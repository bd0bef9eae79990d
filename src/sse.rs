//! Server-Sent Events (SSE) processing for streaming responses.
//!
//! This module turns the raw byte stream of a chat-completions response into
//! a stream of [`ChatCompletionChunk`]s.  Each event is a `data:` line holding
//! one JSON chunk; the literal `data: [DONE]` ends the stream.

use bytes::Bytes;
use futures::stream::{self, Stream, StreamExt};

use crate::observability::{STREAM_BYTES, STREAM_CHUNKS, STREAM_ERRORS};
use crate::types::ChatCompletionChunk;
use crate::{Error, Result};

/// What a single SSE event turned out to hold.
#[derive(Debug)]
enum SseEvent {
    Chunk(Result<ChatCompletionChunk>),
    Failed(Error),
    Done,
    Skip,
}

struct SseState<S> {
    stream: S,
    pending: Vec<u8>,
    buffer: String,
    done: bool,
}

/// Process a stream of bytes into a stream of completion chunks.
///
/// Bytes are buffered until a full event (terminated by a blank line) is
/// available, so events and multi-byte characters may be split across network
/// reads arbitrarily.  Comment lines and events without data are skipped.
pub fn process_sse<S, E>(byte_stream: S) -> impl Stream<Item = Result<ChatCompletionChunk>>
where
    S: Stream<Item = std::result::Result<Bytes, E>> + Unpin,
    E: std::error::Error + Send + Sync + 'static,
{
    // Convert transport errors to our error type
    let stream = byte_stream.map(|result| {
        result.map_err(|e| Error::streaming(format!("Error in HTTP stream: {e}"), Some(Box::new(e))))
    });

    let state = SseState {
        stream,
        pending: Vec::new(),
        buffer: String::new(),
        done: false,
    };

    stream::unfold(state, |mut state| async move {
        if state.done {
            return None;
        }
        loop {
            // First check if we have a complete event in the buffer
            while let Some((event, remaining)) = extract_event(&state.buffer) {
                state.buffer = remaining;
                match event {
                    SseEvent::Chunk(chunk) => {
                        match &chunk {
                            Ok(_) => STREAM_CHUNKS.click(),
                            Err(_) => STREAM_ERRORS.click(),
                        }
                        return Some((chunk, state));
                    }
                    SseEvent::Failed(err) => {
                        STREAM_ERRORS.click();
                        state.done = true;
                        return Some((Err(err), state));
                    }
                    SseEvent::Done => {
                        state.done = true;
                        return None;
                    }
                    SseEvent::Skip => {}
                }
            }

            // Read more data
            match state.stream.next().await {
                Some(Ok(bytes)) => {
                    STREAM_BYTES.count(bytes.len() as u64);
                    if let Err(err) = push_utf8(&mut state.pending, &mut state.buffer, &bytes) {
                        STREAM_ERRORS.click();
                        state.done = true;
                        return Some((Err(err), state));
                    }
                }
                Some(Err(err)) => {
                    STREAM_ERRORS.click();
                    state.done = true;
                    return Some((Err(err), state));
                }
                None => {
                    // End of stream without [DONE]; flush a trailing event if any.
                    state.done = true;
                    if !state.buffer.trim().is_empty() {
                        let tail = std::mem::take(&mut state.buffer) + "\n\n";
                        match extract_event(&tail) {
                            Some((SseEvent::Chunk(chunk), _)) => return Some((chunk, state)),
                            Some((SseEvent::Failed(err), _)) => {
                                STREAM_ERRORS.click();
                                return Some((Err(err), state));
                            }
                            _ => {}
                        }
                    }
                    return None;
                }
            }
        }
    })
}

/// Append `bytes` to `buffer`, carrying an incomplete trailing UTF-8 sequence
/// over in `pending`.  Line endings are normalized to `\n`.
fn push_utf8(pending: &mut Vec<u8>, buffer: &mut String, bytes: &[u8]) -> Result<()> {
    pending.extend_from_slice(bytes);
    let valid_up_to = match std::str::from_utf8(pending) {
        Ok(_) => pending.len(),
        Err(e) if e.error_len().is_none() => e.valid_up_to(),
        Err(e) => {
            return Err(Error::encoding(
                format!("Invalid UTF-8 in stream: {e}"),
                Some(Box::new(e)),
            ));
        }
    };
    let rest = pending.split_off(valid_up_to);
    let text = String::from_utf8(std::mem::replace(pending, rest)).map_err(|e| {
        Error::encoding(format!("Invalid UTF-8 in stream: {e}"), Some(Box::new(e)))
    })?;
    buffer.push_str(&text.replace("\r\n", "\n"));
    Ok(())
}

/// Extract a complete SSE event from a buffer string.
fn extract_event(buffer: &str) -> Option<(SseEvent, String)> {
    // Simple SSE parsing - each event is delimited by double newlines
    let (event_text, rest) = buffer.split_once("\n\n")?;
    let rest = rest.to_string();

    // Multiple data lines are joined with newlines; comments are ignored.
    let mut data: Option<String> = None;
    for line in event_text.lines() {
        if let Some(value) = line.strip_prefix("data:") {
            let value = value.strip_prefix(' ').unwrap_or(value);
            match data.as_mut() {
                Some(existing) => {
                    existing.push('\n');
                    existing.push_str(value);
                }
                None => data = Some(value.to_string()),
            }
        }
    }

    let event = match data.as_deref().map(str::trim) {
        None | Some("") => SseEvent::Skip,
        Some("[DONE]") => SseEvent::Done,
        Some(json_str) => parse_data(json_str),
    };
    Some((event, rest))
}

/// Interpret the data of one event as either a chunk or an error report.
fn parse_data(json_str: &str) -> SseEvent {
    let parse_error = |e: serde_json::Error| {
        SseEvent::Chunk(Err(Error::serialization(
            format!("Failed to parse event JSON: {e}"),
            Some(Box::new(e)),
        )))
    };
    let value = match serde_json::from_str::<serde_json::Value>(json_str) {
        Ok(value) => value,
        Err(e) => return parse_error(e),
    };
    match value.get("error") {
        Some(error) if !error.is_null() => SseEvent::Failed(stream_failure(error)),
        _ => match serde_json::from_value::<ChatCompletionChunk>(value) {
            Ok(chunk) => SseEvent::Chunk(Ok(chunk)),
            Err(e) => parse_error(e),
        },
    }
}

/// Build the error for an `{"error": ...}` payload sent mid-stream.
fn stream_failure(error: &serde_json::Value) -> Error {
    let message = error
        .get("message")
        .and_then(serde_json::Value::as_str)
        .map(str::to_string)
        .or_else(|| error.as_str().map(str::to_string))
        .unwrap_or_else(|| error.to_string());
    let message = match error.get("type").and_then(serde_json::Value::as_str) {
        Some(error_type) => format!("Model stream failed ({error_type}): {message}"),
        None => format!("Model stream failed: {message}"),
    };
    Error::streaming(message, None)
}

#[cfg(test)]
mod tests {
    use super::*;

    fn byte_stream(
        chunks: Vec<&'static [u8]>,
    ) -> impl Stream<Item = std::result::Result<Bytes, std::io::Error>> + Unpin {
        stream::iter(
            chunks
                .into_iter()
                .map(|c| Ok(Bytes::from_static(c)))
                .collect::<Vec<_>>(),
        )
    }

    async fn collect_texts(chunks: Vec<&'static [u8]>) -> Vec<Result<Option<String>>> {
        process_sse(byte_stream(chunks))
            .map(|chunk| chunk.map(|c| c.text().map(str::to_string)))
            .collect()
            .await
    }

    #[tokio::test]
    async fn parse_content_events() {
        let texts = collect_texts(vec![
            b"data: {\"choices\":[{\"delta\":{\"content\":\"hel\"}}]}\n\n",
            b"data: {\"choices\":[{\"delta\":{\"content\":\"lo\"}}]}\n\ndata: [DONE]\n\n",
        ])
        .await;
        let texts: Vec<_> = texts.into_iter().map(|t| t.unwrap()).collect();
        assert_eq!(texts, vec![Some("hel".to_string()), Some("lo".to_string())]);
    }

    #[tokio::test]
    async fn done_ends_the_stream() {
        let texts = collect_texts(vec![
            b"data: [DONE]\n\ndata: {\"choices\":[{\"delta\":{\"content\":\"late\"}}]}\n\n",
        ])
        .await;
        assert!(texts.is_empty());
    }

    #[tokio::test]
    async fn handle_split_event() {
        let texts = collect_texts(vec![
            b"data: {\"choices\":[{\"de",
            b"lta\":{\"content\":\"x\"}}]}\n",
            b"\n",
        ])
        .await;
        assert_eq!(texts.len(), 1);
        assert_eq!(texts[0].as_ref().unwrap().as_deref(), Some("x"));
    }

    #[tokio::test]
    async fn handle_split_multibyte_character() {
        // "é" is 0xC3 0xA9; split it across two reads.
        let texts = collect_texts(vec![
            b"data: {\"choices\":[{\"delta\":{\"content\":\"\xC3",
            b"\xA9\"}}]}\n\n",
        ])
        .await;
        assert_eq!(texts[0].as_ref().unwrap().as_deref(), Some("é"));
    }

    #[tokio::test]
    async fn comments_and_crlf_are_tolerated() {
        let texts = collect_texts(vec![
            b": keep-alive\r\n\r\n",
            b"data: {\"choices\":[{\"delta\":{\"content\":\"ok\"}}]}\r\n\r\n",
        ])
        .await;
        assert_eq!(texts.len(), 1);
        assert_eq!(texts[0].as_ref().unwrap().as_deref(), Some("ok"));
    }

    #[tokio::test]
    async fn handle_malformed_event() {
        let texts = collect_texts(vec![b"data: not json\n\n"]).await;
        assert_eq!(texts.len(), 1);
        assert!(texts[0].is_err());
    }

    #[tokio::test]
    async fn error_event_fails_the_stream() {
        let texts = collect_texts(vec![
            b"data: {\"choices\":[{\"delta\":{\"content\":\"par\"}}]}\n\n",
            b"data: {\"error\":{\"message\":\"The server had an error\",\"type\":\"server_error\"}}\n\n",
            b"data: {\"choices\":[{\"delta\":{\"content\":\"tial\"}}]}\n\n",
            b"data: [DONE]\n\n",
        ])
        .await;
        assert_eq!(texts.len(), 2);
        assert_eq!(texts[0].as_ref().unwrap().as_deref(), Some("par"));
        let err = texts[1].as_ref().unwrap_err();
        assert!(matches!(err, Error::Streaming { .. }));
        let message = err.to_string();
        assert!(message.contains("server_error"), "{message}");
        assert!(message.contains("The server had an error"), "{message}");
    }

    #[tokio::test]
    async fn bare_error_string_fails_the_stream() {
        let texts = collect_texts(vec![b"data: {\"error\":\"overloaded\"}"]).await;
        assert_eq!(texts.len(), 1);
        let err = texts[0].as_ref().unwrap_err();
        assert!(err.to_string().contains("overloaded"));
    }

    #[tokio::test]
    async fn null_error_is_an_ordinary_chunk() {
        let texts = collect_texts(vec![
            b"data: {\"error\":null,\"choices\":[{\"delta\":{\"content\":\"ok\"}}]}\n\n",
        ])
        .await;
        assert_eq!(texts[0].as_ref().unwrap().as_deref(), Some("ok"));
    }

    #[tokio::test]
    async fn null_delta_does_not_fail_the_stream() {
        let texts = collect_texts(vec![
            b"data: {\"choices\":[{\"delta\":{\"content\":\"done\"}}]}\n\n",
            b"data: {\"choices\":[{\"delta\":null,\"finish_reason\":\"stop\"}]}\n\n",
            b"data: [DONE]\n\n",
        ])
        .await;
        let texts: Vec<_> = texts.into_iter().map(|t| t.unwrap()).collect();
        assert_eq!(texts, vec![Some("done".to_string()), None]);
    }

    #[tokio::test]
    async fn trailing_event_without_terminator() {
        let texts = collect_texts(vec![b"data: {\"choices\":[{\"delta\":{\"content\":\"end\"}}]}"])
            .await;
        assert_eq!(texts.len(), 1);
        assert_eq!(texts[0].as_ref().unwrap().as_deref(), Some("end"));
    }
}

--------------------

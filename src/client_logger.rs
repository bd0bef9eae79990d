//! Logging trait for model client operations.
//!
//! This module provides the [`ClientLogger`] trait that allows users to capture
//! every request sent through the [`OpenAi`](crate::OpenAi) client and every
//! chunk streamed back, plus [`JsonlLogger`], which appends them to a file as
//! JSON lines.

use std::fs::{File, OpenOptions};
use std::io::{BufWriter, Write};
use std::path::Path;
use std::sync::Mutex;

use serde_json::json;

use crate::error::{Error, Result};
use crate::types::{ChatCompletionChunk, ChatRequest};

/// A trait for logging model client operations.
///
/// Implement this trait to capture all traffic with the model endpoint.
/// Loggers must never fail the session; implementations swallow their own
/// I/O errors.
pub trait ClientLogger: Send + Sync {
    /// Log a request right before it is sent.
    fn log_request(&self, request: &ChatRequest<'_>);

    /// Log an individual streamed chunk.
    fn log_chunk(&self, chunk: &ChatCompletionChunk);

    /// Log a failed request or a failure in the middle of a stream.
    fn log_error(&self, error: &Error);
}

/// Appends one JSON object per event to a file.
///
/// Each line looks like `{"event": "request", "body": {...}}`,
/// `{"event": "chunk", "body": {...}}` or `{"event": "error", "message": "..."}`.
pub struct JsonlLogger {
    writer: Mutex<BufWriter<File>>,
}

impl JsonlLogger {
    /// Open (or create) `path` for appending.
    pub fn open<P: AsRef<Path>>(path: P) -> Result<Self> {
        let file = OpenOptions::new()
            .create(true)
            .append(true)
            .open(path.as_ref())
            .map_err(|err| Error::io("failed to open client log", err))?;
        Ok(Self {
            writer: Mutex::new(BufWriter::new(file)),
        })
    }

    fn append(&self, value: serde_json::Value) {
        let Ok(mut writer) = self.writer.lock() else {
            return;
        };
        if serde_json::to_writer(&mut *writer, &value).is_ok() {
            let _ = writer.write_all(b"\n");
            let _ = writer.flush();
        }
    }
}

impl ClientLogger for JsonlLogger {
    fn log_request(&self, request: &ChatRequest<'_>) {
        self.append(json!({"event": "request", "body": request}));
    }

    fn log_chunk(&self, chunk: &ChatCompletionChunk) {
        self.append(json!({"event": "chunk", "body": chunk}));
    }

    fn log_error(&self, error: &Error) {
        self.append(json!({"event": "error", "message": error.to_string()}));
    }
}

--------------------

Scan the records for lines that hold "types", and reproduce each one you find.

use crate::types::ChatCompletionChunk;
use crate::types::{ChatCompletionChunk, ChatRequest};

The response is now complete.